[BRIEF]
Report every line of the listing below in which the string "HtmlButtonElement" occurs.

[PROVIDED ENTRIES]
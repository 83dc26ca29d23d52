//! Browser renderer bound to the page's element ids.

use wasm_bindgen::{JsCast, JsValue};
use web_sys::{Document, HtmlAnchorElement, HtmlButtonElement, HtmlElement, Window};

use crate::errors::ClientError;
use crate::models::form::ResumeMode;
use crate::render::{Link, ResultRenderer, ResultView};

/// Looks up a required element and casts it; absence is fatal at startup.
pub fn element<T: JsCast>(document: &Document, id: &str) -> Result<T, ClientError> {
    document
        .get_element_by_id(id)
        .and_then(|el| el.dyn_into::<T>().ok())
        .ok_or_else(|| ClientError::MissingElement(id.to_string()))
}

fn set_visible(el: &HtmlElement, visible: bool) {
    let display = if visible { "block" } else { "none" };
    if let Err(e) = el.style().set_property("display", display) {
        web_sys::console::error_1(&e);
    }
}

pub struct DomRenderer {
    window: Window,
    document: Document,
    paste_block: HtmlElement,
    upload_block: HtmlElement,
    generate_btn: HtmlButtonElement,
    redo_btn: HtmlButtonElement,
    loading: HtmlElement,
    loading_text: HtmlElement,
    result: HtmlElement,
    score: HtmlElement,
    summary: HtmlElement,
    version: HtmlElement,
    resume_source: HtmlElement,
    download_link: HtmlAnchorElement,
    versions_list: HtmlElement,
    new_resume_text: HtmlElement,
    diff_view: HtmlElement,
}

impl DomRenderer {
    pub fn bind(window: Window, document: Document) -> Result<Self, ClientError> {
        Ok(Self {
            paste_block: element(&document, "paste-block")?,
            upload_block: element(&document, "upload-block")?,
            generate_btn: element(&document, "generate-btn")?,
            redo_btn: element(&document, "redo-btn")?,
            loading: element(&document, "loading")?,
            loading_text: element(&document, "loading-text")?,
            result: element(&document, "result")?,
            score: element(&document, "score")?,
            summary: element(&document, "summary")?,
            version: element(&document, "version")?,
            resume_source: element(&document, "resume-source")?,
            download_link: element(&document, "download-link")?,
            versions_list: element(&document, "versions-list")?,
            new_resume_text: element(&document, "new-resume-text")?,
            diff_view: element(&document, "diff-view")?,
            window,
            document,
        })
    }

    fn version_item(&self, link: &Link) -> Result<web_sys::Element, JsValue> {
        let li = self.document.create_element("li")?;
        let a: HtmlAnchorElement = self.document.create_element("a")?.dyn_into()?;
        a.set_href(&link.href);
        a.set_text_content(Some(&link.label));
        if link.new_tab {
            a.set_target("_blank");
        }
        li.append_child(&a)?;
        Ok(li)
    }
}

impl ResultRenderer for DomRenderer {
    fn show_mode(&self, mode: ResumeMode) {
        set_visible(&self.paste_block, mode == ResumeMode::Paste);
        set_visible(&self.upload_block, mode == ResumeMode::Upload);
    }

    fn set_loading(&self, loading: bool, message: &str) {
        self.generate_btn.set_disabled(loading);
        self.redo_btn.set_disabled(loading);
        if loading {
            self.loading_text.set_text_content(Some(message));
        }
        set_visible(&self.loading, loading);
    }

    fn show_result(&self, view: &ResultView) {
        self.score.set_text_content(Some(&view.score));
        self.summary.set_text_content(Some(&view.summary));
        self.version.set_text_content(Some(&view.version));
        self.resume_source.set_text_content(Some(&view.resume_source));
        self.download_link.set_href(&view.download.href);
        self.download_link.set_text_content(Some(&view.download.label));

        self.versions_list.set_inner_html("");
        for link in &view.versions {
            let appended = self
                .version_item(link)
                .and_then(|li| self.versions_list.append_child(&li));
            if let Err(e) = appended {
                web_sys::console::error_1(&e);
            }
        }

        self.new_resume_text.set_text_content(Some(&view.new_resume_text));
        self.diff_view.set_inner_html(&view.diff_html);

        set_visible(&self.result, true);
    }

    fn alert(&self, message: &str) {
        if let Err(e) = self.window.alert_with_message(message) {
            web_sys::console::error_1(&e);
        }
    }
}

[ANSWER TO THIS EXERCISE]
use web_sys::{Document, HtmlAnchorElement, HtmlButtonElement, HtmlElement, Window};
    generate_btn: HtmlButtonElement,
    redo_btn: HtmlButtonElement,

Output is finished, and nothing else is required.